Report how many lines below contain the word "pinflow", giving the number and no other words.

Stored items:
* * *
use crate::task::{Priority, Task};

/// One of the reads the store can serve reactively.
#[derive(Debug, Clone, PartialEq, Eq)]
pub enum TaskQuery {
    All,
    Completed,
    Pending,
    ByPriority(Priority),
    Search(String),
}

impl TaskQuery {
    /// In-process equivalent of the store's query. Search follows SQLite
    /// `LIKE '%' || q || '%'`: ASCII case-insensitive, with `%` and `_` in the
    /// query acting as wildcards.
    pub fn matches(&self, task: &Task) -> bool {
        match self {
            Self::All => true,
            Self::Completed => task.is_completed,
            Self::Pending => !task.is_completed,
            Self::ByPriority(priority) => task.priority == *priority,
            Self::Search(query) => like_contains(&task.title, query),
        }
    }
}

fn like_contains(text: &str, pattern: &str) -> bool {
    let text: Vec<char> = text.chars().map(|c| c.to_ascii_lowercase()).collect();
    let pattern: Vec<char> = pattern.chars().map(|c| c.to_ascii_lowercase()).collect();
    (0..=text.len()).any(|start| like_prefix(&text[start..], &pattern))
}

/// Whether `pattern` matches some prefix of `text`.
fn like_prefix(text: &[char], pattern: &[char]) -> bool {
    match pattern.split_first() {
        None => true,
        Some(('%', rest)) => (0..=text.len()).any(|i| like_prefix(&text[i..], rest)),
        Some(('_', rest)) => !text.is_empty() && like_prefix(&text[1..], rest),
        Some((c, rest)) => text.first() == Some(c) && like_prefix(&text[1..], rest),
    }
}

/// Filter selection of the task list screen.
///
/// The fields are independent, but only one of search, completion and
/// priority drives the store query at a time; see [`TaskFilters::query`].
#[derive(Debug, Clone, Default, PartialEq, Eq)]
pub struct TaskFilters {
    pub completed: Option<bool>,
    pub priority: Option<Priority>,
    pub search: String,
    pub overdue: bool,
}

impl TaskFilters {
    pub fn search_query(&self) -> Option<&str> {
        (!self.search.trim().is_empty()).then_some(self.search.as_str())
    }

    /// Search wins over completion, completion wins over priority. The
    /// criteria are not combined.
    pub fn query(&self) -> TaskQuery {
        if let Some(query) = self.search_query() {
            return TaskQuery::Search(query.to_string());
        }
        match (self.completed, self.priority) {
            (Some(true), _) => TaskQuery::Completed,
            (Some(false), _) => TaskQuery::Pending,
            (None, Some(priority)) => TaskQuery::ByPriority(priority),
            (None, None) => TaskQuery::All,
        }
    }

    pub fn is_active(&self) -> bool {
        self.completed.is_some()
            || self.priority.is_some()
            || self.search_query().is_some()
            || self.overdue
    }

    pub fn active_labels(&self) -> Vec<String> {
        let mut labels = Vec::new();
        match self.completed {
            Some(true) => labels.push("Completed".to_string()),
            Some(false) => labels.push("Pending".to_string()),
            None => {}
        }
        if let Some(priority) = self.priority {
            labels.push(format!("Priority: {priority}"));
        }
        if let Some(query) = self.search_query() {
            labels.push(format!("Search: \"{query}\""));
        }
        if self.overdue {
            labels.push("Overdue".to_string());
        }
        labels
    }

    pub fn clear(&mut self) {
        *self = Self::default();
    }
}
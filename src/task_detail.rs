use tokio::sync::watch;
use tokio::task::JoinSet;
use tracing::error;

use crate::store::{StoreResult, TaskStore};
use crate::task::{Priority, Task};

/// State behind the detail screen of a single task. `None` while loading or
/// when the id does not exist.
pub struct TaskDetailModel<S: TaskStore> {
    store: S,
    task: watch::Sender<Option<Task>>,
    pending: JoinSet<()>,
}

impl<S: TaskStore> TaskDetailModel<S> {
    pub fn new(store: S) -> Self {
        let (task, _) = watch::channel(None);
        Self {
            store,
            task,
            pending: JoinSet::new(),
        }
    }

    pub async fn load(&self, id: i64) -> StoreResult<Option<Task>> {
        self.task.send_replace(None);
        let task = self.store.get_by_id(id).await?;
        self.task.send_replace(task.clone());
        Ok(task)
    }

    pub fn task(&self) -> Option<Task> {
        self.task.borrow().clone()
    }

    pub fn subscribe(&self) -> watch::Receiver<Option<Task>> {
        self.task.subscribe()
    }

    /// Writes `task` in the background and shows it right away.
    pub fn save(&mut self, task: Task) {
        self.task.send_replace(Some(task.clone()));
        let store = self.store.clone();
        while self.pending.try_join_next().is_some() {}
        self.pending.spawn(async move {
            let id = task.id;
            if let Err(err) = store.update(task).await {
                error!(id, %err, "failed to save task");
            }
        });
    }

    pub async fn settle(&mut self) {
        while let Some(result) = self.pending.join_next().await {
            if let Err(err) = result {
                error!(%err, "task save did not complete");
            }
        }
    }
}

#[derive(Debug, Clone, Copy, PartialEq, Eq)]
pub enum EditField {
    Title,
    DueDate,
    Priority,
    Category,
    Notes,
    Completed,
}

impl EditField {
    pub const ALL: [EditField; 6] = [
        EditField::Title,
        EditField::DueDate,
        EditField::Priority,
        EditField::Category,
        EditField::Notes,
        EditField::Completed,
    ];

    pub fn label(self) -> &'static str {
        match self {
            EditField::Title => "Title",
            EditField::DueDate => "Due Date",
            EditField::Priority => "Priority",
            EditField::Category => "Category",
            EditField::Notes => "Notes",
            EditField::Completed => "Completed",
        }
    }

    pub fn next(self) -> Self {
        let i = Self::ALL.iter().position(|f| *f == self).unwrap_or(0);
        Self::ALL[(i + 1) % Self::ALL.len()]
    }

    pub fn previous(self) -> Self {
        let i = Self::ALL.iter().position(|f| *f == self).unwrap_or(0);
        Self::ALL[(i + Self::ALL.len() - 1) % Self::ALL.len()]
    }
}

/// Editable copy of a task's fields.
#[derive(Debug, Clone, PartialEq, Eq)]
pub struct EditDraft {
    pub title: String,
    pub due_date: String,
    pub priority: Priority,
    pub category: String,
    pub notes: String,
    pub is_completed: bool,
}

impl EditDraft {
    pub fn from_task(task: &Task) -> Self {
        Self {
            title: task.title.clone(),
            due_date: task.due_date.clone(),
            priority: task.priority,
            category: task.category.clone(),
            notes: task.notes.clone(),
            is_completed: task.is_completed,
        }
    }

    pub fn is_modified(&self, task: &Task) -> bool {
        *self != Self::from_task(task)
    }

    pub fn can_save(&self, task: &Task) -> bool {
        self.is_modified(task) && !self.title.trim().is_empty()
    }

    /// `task` with the draft's fields; only the id is kept.
    pub fn apply(&self, task: &Task) -> Task {
        Task {
            id: task.id,
            is_completed: self.is_completed,
            title: self.title.clone(),
            due_date: self.due_date.clone(),
            priority: self.priority,
            category: self.category.clone(),
            notes: self.notes.clone(),
        }
    }

    pub fn text_mut(&mut self, field: EditField) -> Option<&mut String> {
        match field {
            EditField::Title => Some(&mut self.title),
            EditField::DueDate => Some(&mut self.due_date),
            EditField::Category => Some(&mut self.category),
            EditField::Notes => Some(&mut self.notes),
            EditField::Priority | EditField::Completed => None,
        }
    }
}

#[cfg(test)]
mod tests {
    use super::*;
    use crate::store::SqliteTaskStore;

    fn stored() -> Task {
        Task {
            id: 7,
            is_completed: true,
            priority: Priority::Medium,
            category: "home".into(),
            ..Task::new("Water plants", "05.05.2026")
        }
    }

    #[test]
    fn draft_tracks_modification() {
        let task = stored();
        let mut draft = EditDraft::from_task(&task);
        assert!(!draft.is_modified(&task));
        assert!(!draft.can_save(&task));

        draft.notes.push_str("twice a week");
        assert!(draft.can_save(&task));

        draft.title = "  ".into();
        assert!(draft.is_modified(&task));
        assert!(!draft.can_save(&task));
    }

    #[test]
    fn apply_keeps_identity() {
        let task = stored();
        let mut draft = EditDraft::from_task(&task);
        draft.priority = Priority::High;
        draft.title = "Water all plants".into();

        let updated = draft.apply(&task);
        assert_eq!(updated.id, 7);
        assert!(updated.is_completed);
        assert_eq!(updated.priority, Priority::High);
        assert_eq!(updated.title, "Water all plants");
        assert_eq!(updated.category, "home");
    }

    #[test]
    fn fields_cycle() {
        assert_eq!(EditField::Notes.next(), EditField::Completed);
        assert_eq!(EditField::Completed.next(), EditField::Title);
        assert_eq!(EditField::Title.previous(), EditField::Completed);
        let mut draft = EditDraft::from_task(&stored());
        assert!(draft.text_mut(EditField::Priority).is_none());
        assert!(draft.text_mut(EditField::Completed).is_none());
        draft.text_mut(EditField::Category).unwrap().push('!');
        assert_eq!(draft.category, "home!");
    }

    #[tokio::test]
    async fn load_and_save_round_trip_through_store() {
        let store = SqliteTaskStore::open_in_memory().unwrap();
        let id = store.add(Task::new("Pay rent", "01.11.2026")).await.unwrap();

        let mut detail = TaskDetailModel::new(store.clone());
        let task = detail.load(id).await.unwrap().unwrap();
        assert_eq!(detail.task(), Some(task.clone()));

        let mut draft = EditDraft::from_task(&task);
        draft.notes = "before noon".into();
        detail.save(draft.apply(&task));
        assert_eq!(detail.task().unwrap().notes, "before noon");

        detail.settle().await;
        assert_eq!(
            store.get_by_id(id).await.unwrap().unwrap().notes,
            "before noon"
        );
    }

    #[test]
    fn completion_alone_counts_as_an_edit() {
        let task = stored();
        let mut draft = EditDraft::from_task(&task);
        draft.is_completed = false;
        assert!(draft.is_modified(&task));
        assert!(draft.can_save(&task));

        let reopened = draft.apply(&task);
        assert!(!reopened.is_completed);
        assert_eq!(reopened.title, task.title);
        assert_eq!(reopened.notes, task.notes);
    }

    #[tokio::test]
    async fn missing_task_loads_as_none() {
        let store = SqliteTaskStore::open_in_memory().unwrap();
        let detail = TaskDetailModel::new(store);
        assert_eq!(detail.load(42).await.unwrap(), None);
        assert_eq!(detail.task(), None);
    }
}
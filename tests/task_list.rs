use std::time::Duration;

use tokio::sync::watch;
use tokio::time::timeout;
use todolist::filter::TaskQuery;
use todolist::store::{SqliteTaskStore, TaskStore};
use todolist::task::{Priority, Task};
use todolist::task_list::{seed_tasks, TaskListModel};

async fn wait_until<F>(rx: &mut watch::Receiver<Vec<Task>>, condition: F) -> Vec<Task>
where
    F: FnMut(&Vec<Task>) -> bool,
{
    timeout(Duration::from_secs(5), rx.wait_for(condition))
        .await
        .expect("timed out waiting for task list")
        .expect("task list closed")
        .clone()
}

fn ids(tasks: &[Task]) -> Vec<i64> {
    tasks.iter().map(|t| t.id).collect()
}

#[tokio::test]
async fn first_activation_seeds_three_tasks() {
    let store = SqliteTaskStore::open_in_memory().unwrap();
    let model = TaskListModel::activate(store.clone()).await.unwrap();

    let stored = store.all_tasks().first().await.unwrap();
    assert_eq!(ids(&stored), [1, 2, 3]);
    assert_eq!(
        stored.iter().map(|t| t.title.as_str()).collect::<Vec<_>>(),
        [
            "Goooooooooo",
            "Drink coffee",
            "Another task a lot of text to check if it works"
        ]
    );
    assert_eq!(stored, seed_tasks());

    let mut rx = model.subscribe();
    let shown = wait_until(&mut rx, |t| t.len() == 3).await;
    assert_eq!(shown, stored);
}

#[tokio::test]
async fn activation_leaves_existing_data_alone() {
    let store = SqliteTaskStore::open_in_memory().unwrap();
    store.add(Task::new("Mine", "05.05.2026")).await.unwrap();

    let _model = TaskListModel::activate(store.clone()).await.unwrap();
    drop(_model);
    let _again = TaskListModel::activate(store.clone()).await.unwrap();

    let stored = store.all_tasks().first().await.unwrap();
    assert_eq!(stored.len(), 1);
    assert_eq!(stored[0].title, "Mine");
}

#[tokio::test]
async fn search_takes_precedence_over_completion() {
    let store = SqliteTaskStore::open_in_memory().unwrap();
    let mut model = TaskListModel::activate(store.clone()).await.unwrap();
    let mut rx = model.subscribe();
    wait_until(&mut rx, |t| t.len() == 3).await;

    model.set_completed_filter(Some(false));
    model.set_priority_filter(Some(Priority::High));
    assert_eq!(model.query(), &TaskQuery::Pending);
    let pending = wait_until(&mut rx, |t| ids(t) == [1, 3]).await;
    assert!(pending.iter().all(|t| !t.is_completed));

    model.set_search("coffee");
    assert_eq!(model.query(), &TaskQuery::Search("coffee".into()));
    let found = wait_until(&mut rx, |t| ids(t) == [2]).await;
    let search_only = store.search_tasks("coffee").first().await.unwrap();
    assert_eq!(found, search_only);

    model.set_search("  ");
    assert_eq!(model.query(), &TaskQuery::Pending);
    wait_until(&mut rx, |t| ids(t) == [1, 3]).await;

    model.clear_filters();
    assert_eq!(model.query(), &TaskQuery::All);
    wait_until(&mut rx, |t| t.len() == 3).await;
}

#[tokio::test]
async fn overdue_flag_does_not_change_the_list() {
    let store = SqliteTaskStore::open_in_memory().unwrap();
    let mut model = TaskListModel::activate(store).await.unwrap();
    let mut rx = model.subscribe();
    wait_until(&mut rx, |t| t.len() == 3).await;

    model.set_overdue(true);
    assert_eq!(model.query(), &TaskQuery::All);
    assert!(model.filters().overdue);
    assert_eq!(model.filters().active_labels(), ["Overdue"]);
}

#[tokio::test]
async fn mutations_show_up_in_the_filtered_list() {
    let store = SqliteTaskStore::open_in_memory().unwrap();
    let mut model = TaskListModel::activate(store.clone()).await.unwrap();
    let mut rx = model.subscribe();
    wait_until(&mut rx, |t| t.len() == 3).await;

    model.set_completed_filter(Some(true));
    wait_until(&mut rx, |t| ids(t) == [2]).await;

    model.add_task("Read a book", "12.12.2026");
    let first = store.get_by_id(1).await.unwrap().unwrap();
    model.toggle_completed(&first);
    let shown = wait_until(&mut rx, |t| ids(t) == [1, 2]).await;
    assert!(shown.iter().all(|t| t.is_completed));

    model.settle().await;
    let added = store.pending_tasks().first().await.unwrap();
    assert!(added.iter().any(|t| t.title == "Read a book" && t.id == 4));
}

#[tokio::test]
async fn deleted_task_disappears_everywhere() {
    let store = SqliteTaskStore::open_in_memory().unwrap();
    let mut model = TaskListModel::activate(store.clone()).await.unwrap();
    let mut rx = model.subscribe();
    wait_until(&mut rx, |t| t.len() == 3).await;

    let coffee = store.get_by_id(2).await.unwrap().unwrap();
    model.delete_task(coffee);
    wait_until(&mut rx, |t| ids(t) == [1, 3]).await;
    model.settle().await;

    assert_eq!(store.get_by_id(2).await.unwrap(), None);
    for query in [
        TaskQuery::All,
        TaskQuery::Completed,
        TaskQuery::Pending,
        TaskQuery::ByPriority(Priority::Low),
        TaskQuery::Search("coffee".into()),
    ] {
        let tasks = store.query(&query).await.unwrap();
        assert!(tasks.iter().all(|t| t.id != 2), "{query:?}");
    }
}

#[tokio::test]
async fn unchanged_update_does_not_republish() {
    let store = SqliteTaskStore::open_in_memory().unwrap();
    let mut model = TaskListModel::activate(store.clone()).await.unwrap();
    let mut rx = model.subscribe();
    let before = wait_until(&mut rx, |t| t.len() == 3).await;
    rx.borrow_and_update();

    model.update_task(before[0].clone());
    model.settle().await;
    tokio::time::sleep(Duration::from_millis(50)).await;

    assert!(!rx.has_changed().unwrap());
    assert_eq!(model.tasks(), before);
    assert_eq!(store.get_by_id(1).await.unwrap().as_ref(), before.first());
}

#[tokio::test]
async fn selection_stays_within_the_list() {
    let store = SqliteTaskStore::open_in_memory().unwrap();
    let mut model = TaskListModel::activate(store).await.unwrap();
    let mut rx = model.subscribe();
    wait_until(&mut rx, |t| t.len() == 3).await;

    model.select_previous();
    assert_eq!(model.selected, 0);
    for _ in 0..5 {
        model.select_next();
    }
    assert_eq!(model.selected, 2);
    assert_eq!(model.selected_task().unwrap().id, 3);

    model.set_completed_filter(Some(true));
    assert_eq!(model.selected, 0);
    wait_until(&mut rx, |t| t.len() == 1).await;
    model.select_next();
    model.clamp_selection();
    assert_eq!(model.selected_task().unwrap().id, 2);
}

#[tokio::test]
async fn dropping_the_model_stops_publishing() {
    let store = SqliteTaskStore::open_in_memory().unwrap();
    let model = TaskListModel::activate(store.clone()).await.unwrap();
    let mut rx = model.subscribe();
    wait_until(&mut rx, |t| t.len() == 3).await;
    rx.borrow_and_update();

    drop(model);
    store.add(Task::new("Late arrival", "01.01.2030")).await.unwrap();

    let closed = timeout(Duration::from_secs(5), rx.changed())
        .await
        .expect("collector still running after drop");
    assert!(closed.is_err());
    assert_eq!(rx.borrow().len(), 3);
    assert_eq!(store.all_tasks().first().await.unwrap().len(), 4);
}
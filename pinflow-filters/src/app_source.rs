// SPDX-FileCopyrightText: 2025 Contributors to the pinflow project.
// SPDX-License-Identifier: Apache-2.0

//! Host-fed source filter.
//!
//! An [`AppSource`] has one output pin and no inputs. The host offers a
//! ranked list of formats, connects the source like any other filter and
//! then feeds it through [`pinflow::Filter::push_output`],
//! [`pinflow::Filter::push_output_end_of_stream`] and the
//! `begin_flush`/`end_flush` pair.

use pinflow::{
    Error, FilterImpl, FormatDescriptor, FormatList, Outputs, PinId, PinTemplate, PoolProperties,
    Result, Sample,
};

/// Output-only filter whose samples come from the host.
#[derive(Clone, Debug)]
pub struct AppSource {
    formats: Vec<FormatDescriptor>,
    buffer_count: usize,
    buffer_size: Option<usize>,
}

impl AppSource {
    pub const OUTPUT: PinId = PinId(0);

    /// A source offering `formats` in preference order.
    pub fn new(formats: Vec<FormatDescriptor>) -> Self {
        Self {
            formats,
            buffer_count: 1,
            buffer_size: None,
        }
    }

    /// Minimum number of pool buffers to negotiate.
    pub fn with_buffer_count(mut self, count: usize) -> Self {
        self.buffer_count = count.max(1);
        self
    }

    /// Minimum buffer size, for formats that do not imply one.
    pub fn with_buffer_size(mut self, size: usize) -> Self {
        self.buffer_size = Some(size);
        self
    }
}

impl FilterImpl for AppSource {
    fn type_name(&self) -> &'static str {
        "app-source"
    }

    fn pin_templates(&self) -> Vec<PinTemplate> {
        vec![PinTemplate::output("out")]
    }

    fn preferred_formats(&self, _pin: PinId, _upstream: Option<&FormatDescriptor>) -> FormatList {
        self.formats.iter().cloned().collect()
    }

    fn query_accept(
        &self,
        _pin: PinId,
        format: &FormatDescriptor,
        _upstream: Option<&FormatDescriptor>,
    ) -> Result<()> {
        if self.formats.iter().any(|offered| offered.is_compatible(format)) {
            Ok(())
        } else {
            Err(Error::NoAcceptableFormat)
        }
    }

    fn pool_requirements(&self, _pin: PinId, format: &FormatDescriptor) -> PoolProperties {
        let implied = format.minimum_buffer_size().unwrap_or(0);
        PoolProperties {
            buffer_count: self.buffer_count,
            buffer_size: implied.max(self.buffer_size.unwrap_or(0)),
            alignment: 1,
            prefix: 0,
        }
    }

    fn receive(&mut self, pin: PinId, _sample: Sample, _outputs: &mut Outputs<'_>) -> Result<()> {
        Err(Error::InvalidArg(format!("app-source has no input {pin}")))
    }
}
// SPDX-FileCopyrightText: 2025 Contributors to the pinflow project.
// SPDX-License-Identifier: Apache-2.0

//! Ranked format matching between a producer and its peer.

use tracing::{debug, trace};

use crate::{Error, FormatDescriptor, FormatList, Result};

/// Picks the connection format for a producer pin.
///
/// With a `proposed` format, it must pass both `local_accepts` and
/// `peer_accepts`. Without one, the producer's `preferred` list is walked in
/// preference order and the first candidate the peer accepts wins. Ties are
/// broken by declaration order only.
///
/// # Errors
///
/// Returns [`Error::NoAcceptableFormat`] if no candidate satisfies both sides.
///
/// # Examples
///
/// ```
/// use pinflow::{FormatDescriptor, FormatList, Subtype, negotiate};
/// use pinflow::Error;
///
/// let preferred: FormatList = vec![
///     FormatDescriptor::any(Subtype::I420),
///     FormatDescriptor::any(Subtype::Yv12),
/// ]
/// .into();
/// let chosen = negotiate(
///     &preferred,
///     None,
///     |_| Ok(()),
///     |f| if f.subtype == Subtype::Yv12 { Ok(()) } else { Err(Error::NoAcceptableFormat) },
/// )
/// .unwrap();
/// assert_eq!(chosen.subtype, Subtype::Yv12);
/// ```
pub fn negotiate<L, P>(
    preferred: &FormatList,
    proposed: Option<&FormatDescriptor>,
    local_accepts: L,
    mut peer_accepts: P,
) -> Result<FormatDescriptor>
where
    L: Fn(&FormatDescriptor) -> Result<()>,
    P: FnMut(&FormatDescriptor) -> Result<()>,
{
    if let Some(format) = proposed {
        if let Err(err) = local_accepts(format) {
            debug!("Proposed format {:?} refused locally: {}", format.subtype, err);
            return Err(Error::NoAcceptableFormat);
        }
        if let Err(err) = peer_accepts(format) {
            debug!("Proposed format {:?} refused by peer: {}", format.subtype, err);
            return Err(Error::NoAcceptableFormat);
        }
        return Ok(format.clone());
    }

    for (index, candidate) in preferred.ranked() {
        match peer_accepts(candidate) {
            Ok(()) => {
                debug!("Negotiated {:?} (preference #{})", candidate.subtype, index);
                return Ok(candidate.clone());
            }
            Err(err) => trace!("Candidate #{} {:?} refused: {}", index, candidate.subtype, err),
        }
    }
    Err(Error::NoAcceptableFormat)
}

#[cfg(test)]
mod tests {
    use std::cell::RefCell;

    use super::*;
    use crate::format::{Subtype, VideoFormat};

    fn video(subtype: Subtype) -> FormatDescriptor {
        FormatDescriptor::video(subtype, VideoFormat::new(64, 48))
    }

    fn only(subtype: Subtype) -> impl Fn(&FormatDescriptor) -> Result<()> {
        move |f| {
            if f.subtype == subtype {
                Ok(())
            } else {
                Err(Error::NoAcceptableFormat)
            }
        }
    }

    #[test]
    fn first_accepted_preference_wins() {
        let preferred: FormatList = vec![video(Subtype::I420), video(Subtype::Yv12)].into();
        let offered = RefCell::new(Vec::new());
        let chosen = negotiate(&preferred, None, |_| Ok(()), |f| {
            offered.borrow_mut().push(f.subtype);
            only(Subtype::Yv12)(f)
        })
        .unwrap();
        assert_eq!(chosen.subtype, Subtype::Yv12);
        assert_eq!(*offered.borrow(), vec![Subtype::I420, Subtype::Yv12]);
    }

    #[test]
    fn declaration_order_breaks_ties() {
        let preferred: FormatList = vec![video(Subtype::Yv12), video(Subtype::I420)].into();
        let chosen = negotiate(&preferred, None, |_| Ok(()), |_| Ok(())).unwrap();
        assert_eq!(chosen.subtype, Subtype::Yv12);
    }

    #[test]
    fn proposed_format_must_pass_both_sides() {
        let preferred: FormatList = vec![video(Subtype::I420)].into();
        let proposal = video(Subtype::Yv12);

        let err = negotiate(&preferred, Some(&proposal), only(Subtype::I420), |_| Ok(()));
        assert!(matches!(err, Err(Error::NoAcceptableFormat)));

        let err = negotiate(&preferred, Some(&proposal), |_| Ok(()), only(Subtype::I420));
        assert!(matches!(err, Err(Error::NoAcceptableFormat)));

        let ok = negotiate(&preferred, Some(&proposal), |_| Ok(()), |_| Ok(())).unwrap();
        assert_eq!(ok, proposal);
    }

    #[test]
    fn empty_or_rejected_list_fails() {
        let empty = FormatList::new();
        assert!(matches!(
            negotiate(&empty, None, |_| Ok(()), |_| Ok(())),
            Err(Error::NoAcceptableFormat)
        ));
        let preferred: FormatList = vec![video(Subtype::I420)].into();
        assert!(matches!(
            negotiate(&preferred, None, |_| Ok(()), only(Subtype::Rgb24)),
            Err(Error::NoAcceptableFormat)
        ));
    }
}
* * *
**Exercise answer**
8